§ YOUR TASK
Sift through the material below and return the lines with "inherit".

*** Begin section ***

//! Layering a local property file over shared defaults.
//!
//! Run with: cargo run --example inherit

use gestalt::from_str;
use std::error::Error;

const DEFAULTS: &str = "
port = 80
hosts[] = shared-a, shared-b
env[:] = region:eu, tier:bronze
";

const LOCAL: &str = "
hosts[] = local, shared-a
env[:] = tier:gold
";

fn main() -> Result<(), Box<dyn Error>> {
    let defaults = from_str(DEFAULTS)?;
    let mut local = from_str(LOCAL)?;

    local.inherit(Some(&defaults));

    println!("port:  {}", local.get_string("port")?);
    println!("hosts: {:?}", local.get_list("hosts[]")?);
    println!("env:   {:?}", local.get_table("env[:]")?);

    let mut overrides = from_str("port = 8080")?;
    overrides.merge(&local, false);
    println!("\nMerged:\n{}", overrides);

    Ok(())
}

*** End section ***

§ SOLUTION TO THE EXERCISE
//! Run with: cargo run --example inherit
    local.inherit(Some(&defaults));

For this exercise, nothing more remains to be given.